Closed IngwiePhoenix closed 4 years ago

IngwiePhoenix commented 4 years ago

(Sorry for skipping the template, but it did not match what I wanted to talk about.)

It's not too long ago that I looked at the Servo browser engine: https://github.com/servo/servo

It always seemed like a perfect fit for an alternative to the Chromium-Engine being used just about everywhere (due to Electron, React Native and friends). Since Tauri uses the native WebView, it doesn't have a lot of control over the underlying versions and possibly not all available APIs are accessible either.

Using Servo would allow for a much fine-grained control over the web-view and streamline a lot of the JavaScript APIs being present (there are differences between IE10/11 and WebKit). It would also allow for a much more streamlined work, as Servo itself is also written in Rust, meaning that dead/unused symbols could still be removed during optimization stages - thus being "three shakeable" in it's own way.

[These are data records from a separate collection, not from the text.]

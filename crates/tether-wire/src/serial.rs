//! Textual value serializer
//!
//! Values cross the channel as JSON. Object references and other
//! non-plain-JSON shapes are encoded as tagged objects:
//!
//! ```text
//! {"__type__": "Pair-Ref", "id": "Counter1"}
//! ```
//!
//! Decoding runs the tag through a reviver registry. The `Pair-Ref`
//! reviver is registered by the sync layer and resolves ids against the
//! instance registry; a tag with no registered reviver is left as a plain
//! map. A reviver returning None yields a null tombstone (the referenced
//! object was collected).

use std::collections::{BTreeMap, HashMap};

use serde_json::json;
use tether_core::{InstanceId, TetherError, TetherResult, Value};

/// Type tag marking a pair reference on the wire
pub const PAIR_REF_TAG: &str = "Pair-Ref";

/// Key carrying the type tag inside an encoded object
pub const TYPE_KEY: &str = "__type__";

/// Reviver callback: receives the decoded fields of a tagged object
/// (minus the tag itself) and produces the revived value, or None for a
/// tombstone.
pub type Reviver = Box<dyn Fn(&BTreeMap<String, Value>) -> Option<Value> + Send + Sync>;

/// Value serializer with an extensible reviver registry
#[derive(Default)]
pub struct Serializer {
    revivers: HashMap<String, Reviver>,
}

impl Serializer {
    pub fn new() -> Self {
        Serializer::default()
    }

    /// Register a reviver for a type tag. A later registration under the
    /// same tag replaces the earlier one.
    pub fn add_reviver(
        &mut self,
        tag: impl Into<String>,
        reviver: impl Fn(&BTreeMap<String, Value>) -> Option<Value> + Send + Sync + 'static,
    ) {
        self.revivers.insert(tag.into(), Box::new(reviver));
    }

    /// Encode a value to wire text. Total: every `Value` has an encoding
    /// (non-finite floats degrade to null, which is what JSON offers).
    pub fn encode(&self, value: &Value) -> String {
        to_json(value).to_string()
    }

    /// Decode wire text to a value, running tagged objects through the
    /// reviver registry. Malformed text surfaces as `TetherError::Decode`.
    pub fn decode(&self, text: &str) -> TetherResult<Value> {
        let raw: serde_json::Value =
            serde_json::from_str(text).map_err(|e| TetherError::Decode(e.to_string()))?;
        Ok(self.from_json(&raw))
    }

    fn from_json(&self, raw: &serde_json::Value) -> Value {
        match raw {
            serde_json::Value::Null => Value::Null,
            serde_json::Value::Bool(b) => Value::Bool(*b),
            serde_json::Value::Number(n) => {
                if let Some(i) = n.as_i64() {
                    Value::Int(i)
                } else {
                    Value::Float(n.as_f64().unwrap_or(f64::NAN))
                }
            }
            serde_json::Value::String(s) => Value::Str(s.clone()),
            serde_json::Value::Array(items) => {
                Value::List(items.iter().map(|v| self.from_json(v)).collect())
            }
            serde_json::Value::Object(entries) => {
                let tag = entries.get(TYPE_KEY).and_then(|t| t.as_str());
                let fields: BTreeMap<String, Value> = entries
                    .iter()
                    .filter(|(k, _)| k.as_str() != TYPE_KEY)
                    .map(|(k, v)| (k.clone(), self.from_json(v)))
                    .collect();

                if let Some(tag) = tag {
                    if let Some(reviver) = self.revivers.get(tag) {
                        return reviver(&fields).unwrap_or(Value::Null);
                    }
                }
                // No tag, or no reviver registered for it: plain map. The
                // tag key survives so the shape is not silently lossy.
                let mut map = fields;
                if let Some(tag) = tag {
                    map.insert(TYPE_KEY.to_owned(), Value::Str(tag.to_owned()));
                }
                Value::Map(map)
            }
        }
    }
}

fn to_json(value: &Value) -> serde_json::Value {
    match value {
        Value::Null => serde_json::Value::Null,
        Value::Bool(b) => json!(b),
        Value::Int(n) => json!(n),
        Value::Float(x) => serde_json::Number::from_f64(*x)
            .map(serde_json::Value::Number)
            .unwrap_or(serde_json::Value::Null),
        Value::Str(s) => json!(s),
        Value::List(items) => {
            serde_json::Value::Array(items.iter().map(to_json).collect())
        }
        Value::Map(entries) => serde_json::Value::Object(
            entries
                .iter()
                .map(|(k, v)| (k.clone(), to_json(v)))
                .collect(),
        ),
        Value::PairRef(id) => json!({ TYPE_KEY: PAIR_REF_TAG, "id": id.as_str() }),
    }
}

/// Read the instance id out of a decoded `Pair-Ref` field map.
pub fn pair_ref_id(fields: &BTreeMap<String, Value>) -> Option<InstanceId> {
    match fields.get("id") {
        Some(Value::Str(id)) => Some(InstanceId::from_wire(id.as_str())),
        _ => None,
    }
}
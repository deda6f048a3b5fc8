//! Twin harness: a host and a guest runtime wired back to back
//!
//! Each side writes into its own loopback channel; `pump` moves the
//! queued texts into the opposite side's dispatch, in order, until both
//! directions are quiescent. Delivery is synchronous and ordered - the
//! ordering guarantee the layer expects from a real transport.

use std::sync::Arc;

use tether_core::TetherResult;
use tether_sync::{Channel, ClassRegistry, Runtime, Side};

use crate::LoopbackChannel;

/// Two runtimes and the channels between them
pub struct TwinHarness {
    pub host: Runtime,
    pub guest: Runtime,
    pub host_out: Arc<LoopbackChannel>,
    pub guest_out: Arc<LoopbackChannel>,
}

impl TwinHarness {
    /// Build both sides over a shared class registry (the guest side of a
    /// real deployment learns classes from the generated source blob; here
    /// both halves read the same descriptors).
    pub fn new(classes: Arc<ClassRegistry>) -> Self {
        let host_out = Arc::new(LoopbackChannel::new());
        let guest_out = Arc::new(LoopbackChannel::new());

        let host = Runtime::new(
            Side::Host,
            Arc::clone(&classes),
            Arc::clone(&host_out) as Arc<dyn Channel>,
        );
        let guest = Runtime::new(
            Side::Guest,
            classes,
            Arc::clone(&guest_out) as Arc<dyn Channel>,
        );

        TwinHarness {
            host,
            guest,
            host_out,
            guest_out,
        }
    }

    /// Deliver queued traffic in both directions until quiescent.
    /// Returns the number of texts delivered.
    pub fn pump(&self) -> TetherResult<usize> {
        let mut delivered = 0;
        loop {
            let mut moved = false;

            for command in self.host_out.drain_commands() {
                self.guest.execute(&command)?;
                delivered += 1;
                moved = true;
            }
            for message in self.host_out.drain_messages() {
                self.guest.handle_message(&message)?;
                delivered += 1;
                moved = true;
            }
            for command in self.guest_out.drain_commands() {
                self.host.execute(&command)?;
                delivered += 1;
                moved = true;
            }
            for message in self.guest_out.drain_messages() {
                self.host.handle_message(&message)?;
                delivered += 1;
                moved = true;
            }

            if !moved {
                return Ok(delivered);
            }
        }
    }

    /// Both directions idle?
    pub fn is_quiescent(&self) -> bool {
        self.host_out.is_quiet() && self.guest_out.is_quiet()
    }
}
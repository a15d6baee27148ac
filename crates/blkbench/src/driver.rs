//! The benchmark driver: one synchronous pass over an access plan.
//!
//! ```text
//! Created → Opened → DeviceQueried → BufferReady → Transferring → Closed → Done
//!     └──────────┴───────────┴────────────┴─────────────┴──────────┴──→ Failed(kind)
//! ```
//!
//! Every transfer is seek → read/write → `fdatasync`, and the sync is what
//! makes cached writes comparable to direct ones: without it `write(2)`
//! only queues the data. The first failure aborts the run; nothing is
//! retried, since a retry would distort the timing being measured.

use std::path::Path;
use std::time::Instant;

use blkbench_io::{AlignedBuffer, FileHandle, IoBackend, IoError};

use crate::config::{BenchmarkConfig, Operation};
use crate::error::{ArgumentError, BenchError, FailureKind};
use crate::metrics::{LatencyTracker, Metrics};
use crate::plan::AccessPlan;

/// Lifecycle of a [`Driver`].
#[derive(Debug, Clone, Copy, PartialEq, Eq)]
pub enum DriverState {
    Created,
    Opened,
    DeviceQueried,
    BufferReady,
    Transferring { completed: u64 },
    Closed,
    Done,
    Failed(FailureKind),
}

/// Runs one benchmark pass against a target through an [`IoBackend`].
///
/// A driver runs at most once. It owns the backend, and during `run` it
/// exclusively owns the device handle and the transfer buffer.
#[derive(Debug)]
pub struct Driver<B> {
    backend: B,
    config: BenchmarkConfig,
    state: DriverState,
}

impl<B: IoBackend> Driver<B> {
    pub fn new(backend: B, config: BenchmarkConfig) -> Self {
        Self {
            backend,
            config,
            state: DriverState::Created,
        }
    }

    pub fn state(&self) -> DriverState {
        self.state
    }

    pub fn config(&self) -> &BenchmarkConfig {
        &self.config
    }

    pub fn backend(&self) -> &B {
        &self.backend
    }

    /// Executes the first `transfer_count` entries of `plan`.
    ///
    /// On failure the driver moves to [`DriverState::Failed`]; the handle and
    /// buffer are released on every path.
    pub fn run(&mut self, plan: &AccessPlan) -> Result<Metrics, BenchError> {
        if self.state != DriverState::Created {
            return Err(BenchError::AlreadyRun);
        }

        let result = self.execute(plan);
        if let Err(e) = &result {
            self.state = DriverState::Failed(e.kind());
            tracing::error!(
                target_path = %self.config.target().display(),
                error = %e,
                cause = std::error::Error::source(e).map(tracing::field::display),
                "benchmark aborted"
            );
        }
        result
    }

    fn execute(&mut self, plan: &AccessPlan) -> Result<Metrics, BenchError> {
        self.check_plan(plan)?;

        let target = self.config.target().to_path_buf();
        let flags = self.config.open_flags();
        let mut handle =
            self.backend
                .open(&target, flags)
                .map_err(|source| BenchError::DeviceOpen {
                    path: target.clone(),
                    source,
                })?;
        self.state = DriverState::Opened;

        let (sector_size, latency, started) = match self.measure(&mut handle, &target, plan) {
            Ok(measured) => measured,
            Err(e) => {
                if let Err(close_err) = self.backend.close(handle) {
                    tracing::warn!(
                        target_path = %target.display(),
                        error = %close_err,
                        "close after failed run also failed"
                    );
                }
                return Err(e);
            }
        };

        self.backend
            .close(handle)
            .map_err(|source| BenchError::Close { source })?;
        let elapsed = started.elapsed();
        self.state = DriverState::Closed;

        let block_size = self.config.block_size();
        let metrics = Metrics {
            target,
            operation: self.config.operation(),
            pattern: self.config.pattern(),
            direct: flags.direct,
            block_size,
            sector_size,
            operations: latency.count(),
            bytes_transferred: latency.count() * block_size,
            elapsed,
            latency,
        };
        self.state = DriverState::Done;

        tracing::info!(
            operations = metrics.operations,
            bytes = metrics.bytes_transferred,
            elapsed_ms = metrics.elapsed.as_millis() as u64,
            "benchmark complete"
        );
        Ok(metrics)
    }

    /// A plan must index exactly the configured region in the configured
    /// order, otherwise offsets could fall outside the region.
    fn check_plan(&self, plan: &AccessPlan) -> Result<(), ArgumentError> {
        let plan_blocks = plan.len() as u64;
        let region_blocks = self.config.region_block_count();
        if plan_blocks != region_blocks {
            return Err(ArgumentError::PlanSizeMismatch {
                plan_blocks,
                region_blocks,
            });
        }
        if plan.pattern() != self.config.pattern() {
            return Err(ArgumentError::PlanPatternMismatch {
                plan: plan.pattern(),
                configured: self.config.pattern(),
            });
        }
        Ok(())
    }

    /// Everything between open and close: sector query, buffer, transfers.
    fn measure(
        &mut self,
        handle: &mut FileHandle,
        target: &Path,
        plan: &AccessPlan,
    ) -> Result<(usize, LatencyTracker, Instant), BenchError> {
        let sector_size = self
            .backend
            .sector_size(handle)
            .and_then(|size| {
                if size == 0 {
                    return Err(IoError::UnsupportedTarget {
                        path: target.to_path_buf(),
                    });
                }
                Ok(size)
            })
            .map_err(|source| BenchError::DeviceQuery {
                path: target.to_path_buf(),
                source,
            })?;
        self.state = DriverState::DeviceQueried;

        let block_size = self.config.block_size();
        let direct = self.config.open_flags().direct;
        if direct && block_size % sector_size as u64 != 0 {
            return Err(ArgumentError::BlockNotSectorMultiple {
                block_size,
                sector_size,
            }
            .into());
        }

        let mut buffer = acquire_buffer(block_size, sector_size)?;
        self.state = DriverState::BufferReady;

        tracing::info!(
            target_path = %target.display(),
            operation = %self.config.operation(),
            pattern = %plan.pattern(),
            direct,
            block_size,
            sector_size,
            transfers = self.config.transfer_count(),
            "starting benchmark"
        );

        let started = Instant::now();
        let latency = self.transfer_all(handle, plan, &mut buffer)?;
        Ok((sector_size, latency, started))
    }

    fn transfer_all(
        &mut self,
        handle: &mut FileHandle,
        plan: &AccessPlan,
        buffer: &mut AlignedBuffer,
    ) -> Result<LatencyTracker, BenchError> {
        let operation = self.config.operation();
        let block_size = self.config.block_size();
        let count = self.config.transfer_count() as usize;
        let mut latency = LatencyTracker::new();

        self.state = DriverState::Transferring { completed: 0 };
        for offset in plan.offsets(block_size, count) {
            let op_started = Instant::now();

            self.backend
                .seek(handle, offset)
                .map_err(|source| BenchError::Seek { offset, source })?;

            let transferred = match operation {
                Operation::Read => self.backend.read(handle, buffer.as_mut_slice()),
                Operation::Write => self.backend.write(handle, buffer.as_slice()),
            }
            .map_err(|source| BenchError::Transfer {
                operation,
                offset,
                source,
            })?;
            if transferred != buffer.len() {
                return Err(BenchError::IncompleteTransfer {
                    operation,
                    offset,
                    expected: buffer.len(),
                    actual: transferred,
                });
            }

            self.backend
                .sync_data(handle)
                .map_err(|source| BenchError::Sync { offset, source })?;

            latency.record(op_started.elapsed());
            self.state = DriverState::Transferring {
                completed: latency.count(),
            };
            tracing::trace!(offset, "transfer complete");
        }

        Ok(latency)
    }
}

/// Allocates the transfer buffer: `block_size` bytes aligned to the sector size.
fn acquire_buffer(block_size: u64, sector_size: usize) -> Result<AlignedBuffer, BenchError> {
    let size = usize::try_from(block_size).map_err(|_| BenchError::Allocation {
        source: IoError::Allocation {
            size: usize::MAX,
            alignment: sector_size,
        },
    })?;
    let buffer =
        AlignedBuffer::new(size, sector_size).map_err(|source| BenchError::Allocation { source })?;
    debug_assert!(buffer.is_aligned_to(sector_size));
    Ok(buffer)
}
//! blkbench command-line front end.
//!
//! Times a fixed volume of block-sized reads or writes against a file or
//! block device.
//!
//! # Quick Start
//!
//! ```bash
//! # Direct sequential writes of 64 KiB blocks (destroys data on the target)
//! blkbench /dev/sdb off w seq 64
//!
//! # Cached random reads of 4 KiB blocks, reported as JSON
//! blkbench /dev/sdb on r rand 4 --format json
//! ```

mod style;

use std::fs::File;
use std::io::{BufWriter, Write};
use std::path::{Path, PathBuf};

use anyhow::{Context, Result};
use blkbench::{BenchmarkConfig, Geometry, IoAssist, Metrics, Operation, Pattern};
use blkbench_config::{BenchSettings, OutputFormat};
use clap::{Parser, ValueEnum};

/// blkbench - raw block device I/O benchmark.
#[derive(Parser)]
#[command(name = "blkbench")]
#[command(author, version, about, long_about = None)]
struct Cli {
    /// Block device or pre-sized file to benchmark.
    target: PathBuf,

    /// Kernel's help: `on` goes through the page cache, `off` uses O_DIRECT.
    assist: IoAssist,

    /// Transfer direction: `r` or `w`.
    mode: Operation,

    /// Access pattern: `seq` or `rand`.
    pattern: Pattern,

    /// Block size in KiB.
    block_size_kb: u64,

    /// Report format (overrides settings).
    #[arg(long, value_enum)]
    format: Option<FormatArg>,

    /// Seed for the random access plan (overrides settings).
    #[arg(long)]
    seed: Option<u64>,

    /// Write the latency eCDF to this file as CSV.
    #[arg(long, value_name = "PATH")]
    latency_csv: Option<PathBuf>,

    /// Disable colored output.
    #[arg(long)]
    no_color: bool,
}

#[derive(Clone, Copy, ValueEnum)]
enum FormatArg {
    Text,
    Json,
}

impl From<FormatArg> for OutputFormat {
    fn from(arg: FormatArg) -> Self {
        match arg {
            FormatArg::Text => OutputFormat::Text,
            FormatArg::Json => OutputFormat::Json,
        }
    }
}

fn main() -> Result<()> {
    // Logs go to stderr; stdout carries only the report
    tracing_subscriber::fmt()
        .with_env_filter(
            tracing_subscriber::EnvFilter::from_default_env()
                .add_directive(tracing::Level::INFO.into()),
        )
        .with_writer(std::io::stderr)
        .init();

    let cli = Cli::parse();

    let settings = BenchSettings::load().context("Failed to load settings")?;
    tracing::debug!(?settings, "settings resolved");

    style::set_no_color(
        cli.no_color || !settings.output.color || std::env::var_os("NO_COLOR").is_some(),
    );

    let geometry = Geometry::new(
        settings.benchmark.region_size,
        settings.benchmark.access_size,
    )?;
    let config = BenchmarkConfig::builder(&cli.target)
        .io_assist(cli.assist)
        .operation(cli.mode)
        .pattern(cli.pattern)
        .block_size_kb(cli.block_size_kb)
        .geometry(geometry)
        .build()?;

    let seed = cli.seed.or(settings.benchmark.seed);
    let metrics = blkbench::run_benchmark(config, seed)
        .with_context(|| format!("Benchmark of {} failed", cli.target.display()))?;

    if let Some(path) = &cli.latency_csv {
        write_latency_csv(&metrics, path)?;
    }

    let format = cli.format.map_or(settings.output.format, OutputFormat::from);
    match format {
        OutputFormat::Text => style::print_report(&metrics),
        OutputFormat::Json => println!("{}", metrics.to_json()),
    }

    Ok(())
}

fn write_latency_csv(metrics: &Metrics, path: &Path) -> Result<()> {
    let file = File::create(path)
        .with_context(|| format!("Failed to create {}", path.display()))?;
    let mut writer = BufWriter::new(file);
    metrics
        .latency
        .export_ecdf_csv(&mut writer)
        .and_then(|()| writer.flush())
        .with_context(|| format!("Failed to write {}", path.display()))?;
    tracing::debug!(path = %path.display(), "latency eCDF written");
    Ok(())
}
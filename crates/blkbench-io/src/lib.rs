//! # blkbench-io: I/O Backend Abstraction for blkbench
//!
//! This crate provides a trait-based abstraction over the handful of file
//! operations a block I/O benchmark needs, so the benchmark driver can run
//! against a real device or against an in-memory test double:
//!
//! - **`SyncBackend`** (default): blocking `std::fs` calls plus `libc` for
//!   `O_DIRECT`, `O_EXCL`, the `BLKSSZGET` sector-size query and a checked
//!   `close(2)`.
//! - **`AlignedBuffer`**: a transfer buffer whose base address is a multiple
//!   of the device sector size, as unbuffered transfers require.
//!
//! # Architecture
//!
//! ```text
//! ┌──────────────────────────┐
//! │         blkbench         │
//! │ (Driver uses IoBackend)  │
//! └────────────┬─────────────┘
//!              │
//! ┌────────────┴─────────────┐
//! │       blkbench-io        │
//! │  ┌─────────┐ ┌─────────┐ │
//! │  │  Sync   │ │ Aligned │ │
//! │  │ Backend │ │ Buffer  │ │
//! │  └─────────┘ └─────────┘ │
//! └──────────────────────────┘
//! ```

mod aligned;
mod backend;
mod error;
mod sync_backend;
mod sys;

pub use aligned::AlignedBuffer;
pub use backend::{FileHandle, IoBackend, OpenFlags};
pub use error::IoError;
pub use sync_backend::SyncBackend;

SpiderMonkey - as used in servo - might not be the fastest JS engine in comparsion to JSC and friends, but since it would be tightly integrated into Tauri, I would assume it would also be much more easy to control it. It's version, it's default APIs and alike.

Also, there would not need to be any HTTP stuff involved routing to a localhost server - instead, Servo could be extended with a customized protocol, allowing for a better FS access on resources and alike..

What is your stance on this?

nothingismagick commented 4 years ago

We spent a lot of time discussing shipping servo entirely, or even a stripped down servo (just using some specific parts) - but, we weren't comfortable with the distribution size of binaries that ship an entire and very large Servo.

We also thought about shipping a "base tauri windowing daemon" that would provide a windowing environment, so you'd download the "tauri app-browser" - but we're a very small team with limited resources.

Ultimately, we decided to focus on using webview for the forthcoming stable release, and then we'll definitely look into other options with v2.

And FYI: We already have a solution that needs no localhost server (the so-called no-server mode).